** ENTRIES SUPPLIED follows **
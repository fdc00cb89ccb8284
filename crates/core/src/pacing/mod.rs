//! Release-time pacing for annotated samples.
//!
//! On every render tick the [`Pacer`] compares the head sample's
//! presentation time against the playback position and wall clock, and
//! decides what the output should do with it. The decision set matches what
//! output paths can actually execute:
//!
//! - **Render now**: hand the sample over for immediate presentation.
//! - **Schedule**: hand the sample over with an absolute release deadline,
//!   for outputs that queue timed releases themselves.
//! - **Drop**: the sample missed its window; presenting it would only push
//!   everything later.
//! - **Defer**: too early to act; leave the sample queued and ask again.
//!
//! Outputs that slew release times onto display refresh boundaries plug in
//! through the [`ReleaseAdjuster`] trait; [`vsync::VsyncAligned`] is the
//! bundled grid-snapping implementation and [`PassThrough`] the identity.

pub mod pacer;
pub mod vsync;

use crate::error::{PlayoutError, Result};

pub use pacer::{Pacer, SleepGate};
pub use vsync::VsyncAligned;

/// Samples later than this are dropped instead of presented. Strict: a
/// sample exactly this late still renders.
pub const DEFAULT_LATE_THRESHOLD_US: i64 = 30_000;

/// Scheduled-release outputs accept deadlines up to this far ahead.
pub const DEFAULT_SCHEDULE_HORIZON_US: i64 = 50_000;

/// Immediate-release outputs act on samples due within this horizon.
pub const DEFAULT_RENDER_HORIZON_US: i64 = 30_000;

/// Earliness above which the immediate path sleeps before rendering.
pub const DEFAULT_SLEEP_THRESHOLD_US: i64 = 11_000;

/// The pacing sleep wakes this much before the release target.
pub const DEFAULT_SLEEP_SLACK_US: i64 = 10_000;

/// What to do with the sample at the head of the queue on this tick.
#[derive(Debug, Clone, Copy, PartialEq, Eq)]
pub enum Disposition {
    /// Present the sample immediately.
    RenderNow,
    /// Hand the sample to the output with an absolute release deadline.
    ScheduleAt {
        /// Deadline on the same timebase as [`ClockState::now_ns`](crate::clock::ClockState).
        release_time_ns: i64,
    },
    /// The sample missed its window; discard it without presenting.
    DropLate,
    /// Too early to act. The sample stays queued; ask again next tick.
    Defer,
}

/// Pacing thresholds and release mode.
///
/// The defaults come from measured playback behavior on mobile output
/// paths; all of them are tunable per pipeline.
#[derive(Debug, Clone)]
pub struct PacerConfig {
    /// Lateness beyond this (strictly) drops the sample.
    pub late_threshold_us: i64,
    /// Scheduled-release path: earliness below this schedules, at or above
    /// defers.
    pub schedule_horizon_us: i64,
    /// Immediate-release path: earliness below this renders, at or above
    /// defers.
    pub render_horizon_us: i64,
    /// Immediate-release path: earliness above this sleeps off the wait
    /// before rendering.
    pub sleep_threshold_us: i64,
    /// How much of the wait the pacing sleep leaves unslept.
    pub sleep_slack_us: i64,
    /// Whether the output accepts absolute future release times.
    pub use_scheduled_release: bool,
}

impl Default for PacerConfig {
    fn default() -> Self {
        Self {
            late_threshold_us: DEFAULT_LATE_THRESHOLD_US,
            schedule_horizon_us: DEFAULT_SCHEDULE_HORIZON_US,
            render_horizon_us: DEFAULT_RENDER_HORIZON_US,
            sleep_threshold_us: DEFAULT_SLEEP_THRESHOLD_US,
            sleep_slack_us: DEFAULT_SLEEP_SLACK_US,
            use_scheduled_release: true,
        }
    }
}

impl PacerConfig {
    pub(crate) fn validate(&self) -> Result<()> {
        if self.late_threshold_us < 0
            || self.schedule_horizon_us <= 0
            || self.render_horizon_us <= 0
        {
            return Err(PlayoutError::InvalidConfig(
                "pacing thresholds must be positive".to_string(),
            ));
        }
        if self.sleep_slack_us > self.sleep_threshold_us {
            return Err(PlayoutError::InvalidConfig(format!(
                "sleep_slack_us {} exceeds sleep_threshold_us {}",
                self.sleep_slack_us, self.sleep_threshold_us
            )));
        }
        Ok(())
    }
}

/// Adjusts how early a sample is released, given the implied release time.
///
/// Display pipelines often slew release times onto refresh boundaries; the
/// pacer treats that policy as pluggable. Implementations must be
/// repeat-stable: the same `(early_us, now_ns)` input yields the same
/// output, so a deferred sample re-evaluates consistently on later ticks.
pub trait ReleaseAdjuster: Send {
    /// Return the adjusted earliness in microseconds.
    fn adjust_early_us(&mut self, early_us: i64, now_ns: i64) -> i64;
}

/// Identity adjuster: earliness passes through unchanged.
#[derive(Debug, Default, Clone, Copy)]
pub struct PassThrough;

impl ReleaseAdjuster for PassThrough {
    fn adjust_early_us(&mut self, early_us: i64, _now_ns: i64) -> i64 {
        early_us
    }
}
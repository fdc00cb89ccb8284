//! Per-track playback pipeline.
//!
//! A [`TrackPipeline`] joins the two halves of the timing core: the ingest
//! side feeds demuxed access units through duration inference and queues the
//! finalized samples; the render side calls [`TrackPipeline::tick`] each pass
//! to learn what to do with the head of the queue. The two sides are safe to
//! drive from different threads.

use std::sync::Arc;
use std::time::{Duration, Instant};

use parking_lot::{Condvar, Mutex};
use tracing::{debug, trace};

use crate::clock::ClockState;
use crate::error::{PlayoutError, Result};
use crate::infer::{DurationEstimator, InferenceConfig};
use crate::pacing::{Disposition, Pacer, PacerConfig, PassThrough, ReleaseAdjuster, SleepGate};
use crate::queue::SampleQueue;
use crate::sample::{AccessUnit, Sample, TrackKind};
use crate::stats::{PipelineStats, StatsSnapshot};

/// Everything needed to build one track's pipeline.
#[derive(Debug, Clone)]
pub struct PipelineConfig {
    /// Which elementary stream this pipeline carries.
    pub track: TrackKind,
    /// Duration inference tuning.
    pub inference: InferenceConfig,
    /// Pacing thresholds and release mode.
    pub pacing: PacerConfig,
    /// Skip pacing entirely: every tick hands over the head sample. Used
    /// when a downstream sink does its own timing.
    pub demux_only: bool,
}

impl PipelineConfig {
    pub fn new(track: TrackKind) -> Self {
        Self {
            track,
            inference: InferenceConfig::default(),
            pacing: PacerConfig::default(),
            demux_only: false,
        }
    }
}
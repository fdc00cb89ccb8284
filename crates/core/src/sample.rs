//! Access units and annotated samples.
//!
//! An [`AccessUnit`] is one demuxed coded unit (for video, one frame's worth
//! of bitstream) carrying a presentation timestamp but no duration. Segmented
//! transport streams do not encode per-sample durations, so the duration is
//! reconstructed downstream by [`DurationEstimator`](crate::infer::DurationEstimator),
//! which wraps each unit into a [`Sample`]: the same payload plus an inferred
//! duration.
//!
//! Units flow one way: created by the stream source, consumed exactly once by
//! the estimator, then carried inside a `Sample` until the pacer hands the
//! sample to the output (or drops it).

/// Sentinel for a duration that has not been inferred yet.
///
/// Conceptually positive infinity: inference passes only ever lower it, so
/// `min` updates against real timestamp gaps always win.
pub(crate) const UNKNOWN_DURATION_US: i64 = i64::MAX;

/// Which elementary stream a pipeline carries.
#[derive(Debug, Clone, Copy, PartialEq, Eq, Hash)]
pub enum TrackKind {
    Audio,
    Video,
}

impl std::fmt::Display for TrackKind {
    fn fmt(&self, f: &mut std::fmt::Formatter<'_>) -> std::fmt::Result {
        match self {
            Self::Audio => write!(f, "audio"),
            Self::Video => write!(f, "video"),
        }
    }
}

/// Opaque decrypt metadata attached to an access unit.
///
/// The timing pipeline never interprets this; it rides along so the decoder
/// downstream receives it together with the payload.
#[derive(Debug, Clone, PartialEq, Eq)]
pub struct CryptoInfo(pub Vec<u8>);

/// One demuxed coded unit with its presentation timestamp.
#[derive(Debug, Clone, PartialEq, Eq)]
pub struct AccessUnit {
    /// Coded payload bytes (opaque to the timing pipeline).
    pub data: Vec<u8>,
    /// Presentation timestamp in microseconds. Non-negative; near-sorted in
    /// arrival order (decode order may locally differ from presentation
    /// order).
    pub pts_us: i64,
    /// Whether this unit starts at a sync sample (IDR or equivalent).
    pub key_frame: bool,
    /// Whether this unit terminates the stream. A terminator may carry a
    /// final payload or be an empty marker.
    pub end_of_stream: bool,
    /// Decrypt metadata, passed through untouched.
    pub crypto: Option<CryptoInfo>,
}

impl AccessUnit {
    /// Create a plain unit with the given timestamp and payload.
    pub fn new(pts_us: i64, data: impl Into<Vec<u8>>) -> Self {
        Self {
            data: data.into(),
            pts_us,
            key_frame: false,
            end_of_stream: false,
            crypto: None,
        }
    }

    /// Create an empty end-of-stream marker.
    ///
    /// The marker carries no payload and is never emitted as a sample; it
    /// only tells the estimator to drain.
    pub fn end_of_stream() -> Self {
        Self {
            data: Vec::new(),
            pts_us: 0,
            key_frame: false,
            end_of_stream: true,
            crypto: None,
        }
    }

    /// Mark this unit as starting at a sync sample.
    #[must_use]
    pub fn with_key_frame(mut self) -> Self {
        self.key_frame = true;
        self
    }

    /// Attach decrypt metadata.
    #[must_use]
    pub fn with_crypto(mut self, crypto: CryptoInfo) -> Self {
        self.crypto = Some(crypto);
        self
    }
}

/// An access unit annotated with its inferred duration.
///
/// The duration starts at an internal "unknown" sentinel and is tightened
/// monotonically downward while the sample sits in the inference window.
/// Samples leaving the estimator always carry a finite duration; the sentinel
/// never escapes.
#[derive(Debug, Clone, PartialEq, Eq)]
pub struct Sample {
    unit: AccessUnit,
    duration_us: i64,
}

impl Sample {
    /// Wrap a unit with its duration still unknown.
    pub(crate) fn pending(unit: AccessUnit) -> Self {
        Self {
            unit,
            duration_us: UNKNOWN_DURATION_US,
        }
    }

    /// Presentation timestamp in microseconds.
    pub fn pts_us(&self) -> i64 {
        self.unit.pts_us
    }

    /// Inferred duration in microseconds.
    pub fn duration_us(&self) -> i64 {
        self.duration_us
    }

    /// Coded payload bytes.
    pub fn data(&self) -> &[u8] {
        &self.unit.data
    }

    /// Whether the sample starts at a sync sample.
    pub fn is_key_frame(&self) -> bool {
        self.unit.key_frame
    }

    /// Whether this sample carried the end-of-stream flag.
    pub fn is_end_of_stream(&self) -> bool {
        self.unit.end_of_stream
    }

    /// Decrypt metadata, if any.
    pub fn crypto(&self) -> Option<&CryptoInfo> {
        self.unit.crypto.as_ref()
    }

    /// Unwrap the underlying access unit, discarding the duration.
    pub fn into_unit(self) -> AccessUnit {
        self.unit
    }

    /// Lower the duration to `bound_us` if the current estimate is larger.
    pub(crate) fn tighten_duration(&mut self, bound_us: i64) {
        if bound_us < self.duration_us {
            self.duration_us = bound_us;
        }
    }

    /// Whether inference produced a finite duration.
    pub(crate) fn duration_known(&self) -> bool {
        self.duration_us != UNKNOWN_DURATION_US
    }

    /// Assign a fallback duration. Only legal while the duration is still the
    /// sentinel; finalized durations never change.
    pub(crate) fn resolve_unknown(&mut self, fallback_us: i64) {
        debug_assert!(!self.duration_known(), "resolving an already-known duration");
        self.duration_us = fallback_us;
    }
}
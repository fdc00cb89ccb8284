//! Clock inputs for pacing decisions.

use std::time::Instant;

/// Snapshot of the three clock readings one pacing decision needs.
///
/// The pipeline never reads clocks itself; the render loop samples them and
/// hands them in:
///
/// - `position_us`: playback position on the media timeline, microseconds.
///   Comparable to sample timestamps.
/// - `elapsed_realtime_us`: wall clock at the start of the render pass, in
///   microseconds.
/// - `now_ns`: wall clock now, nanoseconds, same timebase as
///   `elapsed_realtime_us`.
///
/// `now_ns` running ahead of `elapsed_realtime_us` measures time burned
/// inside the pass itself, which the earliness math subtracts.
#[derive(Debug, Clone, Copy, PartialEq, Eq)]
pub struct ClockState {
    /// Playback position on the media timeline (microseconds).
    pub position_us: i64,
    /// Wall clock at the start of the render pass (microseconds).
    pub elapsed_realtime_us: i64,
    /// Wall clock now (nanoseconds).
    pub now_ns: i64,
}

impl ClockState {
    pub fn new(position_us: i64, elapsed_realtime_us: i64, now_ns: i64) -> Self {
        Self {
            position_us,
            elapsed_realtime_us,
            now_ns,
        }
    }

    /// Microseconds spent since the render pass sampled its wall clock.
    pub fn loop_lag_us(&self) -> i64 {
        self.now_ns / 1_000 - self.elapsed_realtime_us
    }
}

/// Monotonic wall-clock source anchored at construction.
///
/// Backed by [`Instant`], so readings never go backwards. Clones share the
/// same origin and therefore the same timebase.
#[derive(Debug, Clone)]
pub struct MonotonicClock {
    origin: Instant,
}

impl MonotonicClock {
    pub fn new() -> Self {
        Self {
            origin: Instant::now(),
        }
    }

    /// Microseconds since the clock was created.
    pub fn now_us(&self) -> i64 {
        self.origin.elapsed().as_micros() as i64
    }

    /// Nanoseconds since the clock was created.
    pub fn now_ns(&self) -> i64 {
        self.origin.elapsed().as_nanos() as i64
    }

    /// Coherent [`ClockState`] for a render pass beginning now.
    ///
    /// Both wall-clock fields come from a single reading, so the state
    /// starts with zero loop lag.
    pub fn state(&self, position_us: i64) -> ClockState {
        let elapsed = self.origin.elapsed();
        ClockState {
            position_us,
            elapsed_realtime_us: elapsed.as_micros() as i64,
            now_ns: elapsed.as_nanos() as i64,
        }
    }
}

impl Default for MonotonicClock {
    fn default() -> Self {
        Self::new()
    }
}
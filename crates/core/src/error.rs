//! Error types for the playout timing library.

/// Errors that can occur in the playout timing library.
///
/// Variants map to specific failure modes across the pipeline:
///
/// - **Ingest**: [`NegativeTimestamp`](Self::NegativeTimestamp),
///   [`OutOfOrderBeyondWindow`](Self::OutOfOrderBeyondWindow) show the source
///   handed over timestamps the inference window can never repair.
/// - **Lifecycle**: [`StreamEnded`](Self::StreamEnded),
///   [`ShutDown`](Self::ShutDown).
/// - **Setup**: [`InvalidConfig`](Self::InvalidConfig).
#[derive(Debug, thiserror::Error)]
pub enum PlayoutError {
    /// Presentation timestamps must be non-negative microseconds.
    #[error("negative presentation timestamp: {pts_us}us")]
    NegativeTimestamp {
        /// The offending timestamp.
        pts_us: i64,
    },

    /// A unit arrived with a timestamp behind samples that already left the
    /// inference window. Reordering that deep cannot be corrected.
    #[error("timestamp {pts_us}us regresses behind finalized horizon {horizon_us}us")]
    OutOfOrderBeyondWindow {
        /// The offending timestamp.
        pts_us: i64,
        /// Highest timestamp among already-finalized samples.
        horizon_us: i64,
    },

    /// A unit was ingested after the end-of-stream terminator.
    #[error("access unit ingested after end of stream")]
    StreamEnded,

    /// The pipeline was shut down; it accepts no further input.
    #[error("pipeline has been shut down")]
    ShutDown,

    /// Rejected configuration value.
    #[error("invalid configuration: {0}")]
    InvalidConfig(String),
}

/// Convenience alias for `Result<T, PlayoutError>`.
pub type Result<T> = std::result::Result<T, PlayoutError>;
** End of ENTRIES SUPPLIED **
WHAT IS REQUIRED - Look through the material above and print exactly the lines from the one containing "self.key_frame = true;" to the one containing "and is tightened", both included, and nothing more.

SOLVED PROBLEM -
        self.key_frame = true;
        self
    }

    /// Attach decrypt metadata.
    #[must_use]
    pub fn with_crypto(mut self, crypto: CryptoInfo) -> Self {
        self.crypto = Some(crypto);
        self
    }
}

/// An access unit annotated with its inferred duration.
///
/// The duration starts at an internal "unknown" sentinel and is tightened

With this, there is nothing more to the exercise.